Your task
Every record must be reproduced exactly. Leave none out.

Records for this exercise
━━━━━━━━━━━━━━━━━━━━

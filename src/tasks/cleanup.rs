//! Expired Entry Sweeper
//!
//! Background task that periodically drops entries which expired longer ago
//! than the engine's stale retention, so stale values kept around for
//! stale-while-revalidate do not pile up.

use std::time::Duration;

use tokio::task::JoinHandle;
use tracing::{debug, info};

use crate::cache::{CacheEngine, CacheValue, FetchError};

/// Spawns a background task that periodically purges long-expired entries.
///
/// # Arguments
/// * `engine` - Handle to the engine to sweep
/// * `interval` - Time between sweeps
///
/// # Returns
/// A JoinHandle for the spawned task, which can be used to abort the task
/// during shutdown.
///
/// # Example
/// ```ignore
/// let engine: CacheEngine<Issue, SharedError> = CacheEngine::new(EngineConfig::default());
/// let cleanup_handle = spawn_cleanup_task(engine.clone(), Duration::from_secs(60));
/// // Later, during shutdown:
/// cleanup_handle.abort();
/// ```
pub fn spawn_cleanup_task<V, E>(engine: CacheEngine<V, E>, interval: Duration) -> JoinHandle<()>
where
    V: CacheValue,
    E: FetchError,
{
    tokio::spawn(async move {
        info!(
            interval_ms = interval.as_millis() as u64,
            "Starting expired entry sweeper"
        );

        loop {
            tokio::time::sleep(interval).await;

            let removed = engine.purge_expired();
            if removed > 0 {
                info!("Sweep removed {} expired entries", removed);
            } else {
                debug!("Sweep found no expired entries");
            }
        }
    })
}

/// Starts the sweeper if the engine config sets `cleanup_interval`.
pub fn spawn_configured_cleanup<V, E>(engine: &CacheEngine<V, E>) -> Option<JoinHandle<()>>
where
    V: CacheValue,
    E: FetchError,
{
    engine
        .config()
        .cleanup_interval
        .map(|interval| spawn_cleanup_task(engine.clone(), interval))
}

#[cfg(test)]
mod tests {
    use super::*;
    use crate::config::{CacheConfig, EngineConfig};
    use crate::error::SharedError;

    type Engine = CacheEngine<String, SharedError>;

    fn engine(cleanup_interval: Option<Duration>) -> Engine {
        CacheEngine::new(EngineConfig {
            cleanup_interval,
            stale_retention: Duration::ZERO,
            ..EngineConfig::default()
        })
    }

    async fn store(engine: &Engine, key: &str, ttl: Duration) {
        let config = CacheConfig::default().with_ttl(ttl);
        engine
            .get_with_config(key, &config, || async {
                Ok::<_, SharedError>("value".to_string())
            })
            .await
            .unwrap();
    }

    #[tokio::test(start_paused = true)]
    async fn test_cleanup_task_removes_expired_entries() {
        let engine = engine(None);
        store(&engine, "expire_soon", Duration::from_secs(1)).await;

        let handle = spawn_cleanup_task(engine.clone(), Duration::from_secs(1));

        // Paused clock auto-advances through the sweeps
        tokio::time::sleep(Duration::from_millis(2500)).await;

        assert!(engine.is_empty(), "Expired entry should have been swept");
        handle.abort();
    }

    #[tokio::test(start_paused = true)]
    async fn test_cleanup_task_preserves_valid_entries() {
        let engine = engine(None);
        store(&engine, "long_lived", Duration::from_secs(3600)).await;

        let handle = spawn_cleanup_task(engine.clone(), Duration::from_secs(1));
        tokio::time::sleep(Duration::from_millis(1500)).await;

        assert!(engine.has("long_lived"), "Valid entry should not be removed");
        handle.abort();
    }

    #[tokio::test]
    async fn test_configured_cleanup() {
        assert!(spawn_configured_cleanup(&engine(None)).is_none());

        let handle = spawn_configured_cleanup(&engine(Some(Duration::from_secs(1))))
            .expect("sweeper should start when an interval is configured");
        handle.abort();

        tokio::time::sleep(Duration::from_millis(50)).await;
        assert!(handle.is_finished(), "Task should be finished after abort");
    }
}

━━━━━━━━━━━━━━━━━━━━

Written answer
filename src/tasks/cleanup.rs
//! Expired Entry Sweeper
//!
//! Background task that periodically drops entries which expired longer ago
//! than the engine's stale retention, so stale values kept around for
//! stale-while-revalidate do not pile up.

use std::time::Duration;

use tokio::task::JoinHandle;
use tracing::{debug, info};

use crate::cache::{CacheEngine, CacheValue, FetchError};

/// Spawns a background task that periodically purges long-expired entries.
///
/// # Arguments
/// * `engine` - Handle to the engine to sweep
/// * `interval` - Time between sweeps
///
/// # Returns
/// A JoinHandle for the spawned task, which can be used to abort the task
/// during shutdown.
///
/// # Example
/// ```ignore
/// let engine: CacheEngine<Issue, SharedError> = CacheEngine::new(EngineConfig::default());
/// let cleanup_handle = spawn_cleanup_task(engine.clone(), Duration::from_secs(60));
/// // Later, during shutdown:
/// cleanup_handle.abort();
/// ```
pub fn spawn_cleanup_task<V, E>(engine: CacheEngine<V, E>, interval: Duration) -> JoinHandle<()>
where
    V: CacheValue,
    E: FetchError,
{
    tokio::spawn(async move {
        info!(
            interval_ms = interval.as_millis() as u64,
            "Starting expired entry sweeper"
        );

        loop {
            tokio::time::sleep(interval).await;

            let removed = engine.purge_expired();
            if removed > 0 {
                info!("Sweep removed {} expired entries", removed);
            } else {
                debug!("Sweep found no expired entries");
            }
        }
    })
}

/// Starts the sweeper if the engine config sets `cleanup_interval`.
pub fn spawn_configured_cleanup<V, E>(engine: &CacheEngine<V, E>) -> Option<JoinHandle<()>>
where
    V: CacheValue,
    E: FetchError,
{
    engine
        .config()
        .cleanup_interval
        .map(|interval| spawn_cleanup_task(engine.clone(), interval))
}

#[cfg(test)]
mod tests {
    use super::*;
    use crate::config::{CacheConfig, EngineConfig};
    use crate::error::SharedError;

    type Engine = CacheEngine<String, SharedError>;

    fn engine(cleanup_interval: Option<Duration>) -> Engine {
        CacheEngine::new(EngineConfig {
            cleanup_interval,
            stale_retention: Duration::ZERO,
            ..EngineConfig::default()
        })
    }

    async fn store(engine: &Engine, key: &str, ttl: Duration) {
        let config = CacheConfig::default().with_ttl(ttl);
        engine
            .get_with_config(key, &config, || async {
                Ok::<_, SharedError>("value".to_string())
            })
            .await
            .unwrap();
    }

    #[tokio::test(start_paused = true)]
    async fn test_cleanup_task_removes_expired_entries() {
        let engine = engine(None);
        store(&engine, "expire_soon", Duration::from_secs(1)).await;

        let handle = spawn_cleanup_task(engine.clone(), Duration::from_secs(1));

        // Paused clock auto-advances through the sweeps
        tokio::time::sleep(Duration::from_millis(2500)).await;

        assert!(engine.is_empty(), "Expired entry should have been swept");
        handle.abort();
    }

    #[tokio::test(start_paused = true)]
    async fn test_cleanup_task_preserves_valid_entries() {
        let engine = engine(None);
        store(&engine, "long_lived", Duration::from_secs(3600)).await;

        let handle = spawn_cleanup_task(engine.clone(), Duration::from_secs(1));
        tokio::time::sleep(Duration::from_millis(1500)).await;

        assert!(engine.has("long_lived"), "Valid entry should not be removed");
        handle.abort();
    }

    #[tokio::test]
    async fn test_configured_cleanup() {
        assert!(spawn_configured_cleanup(&engine(None)).is_none());

        let handle = spawn_configured_cleanup(&engine(Some(Duration::from_secs(1))))
            .expect("sweeper should start when an interval is configured");
        handle.abort();

        tokio::time::sleep(Duration::from_millis(50)).await;
        assert!(handle.is_finished(), "Task should be finished after abort");
    }
}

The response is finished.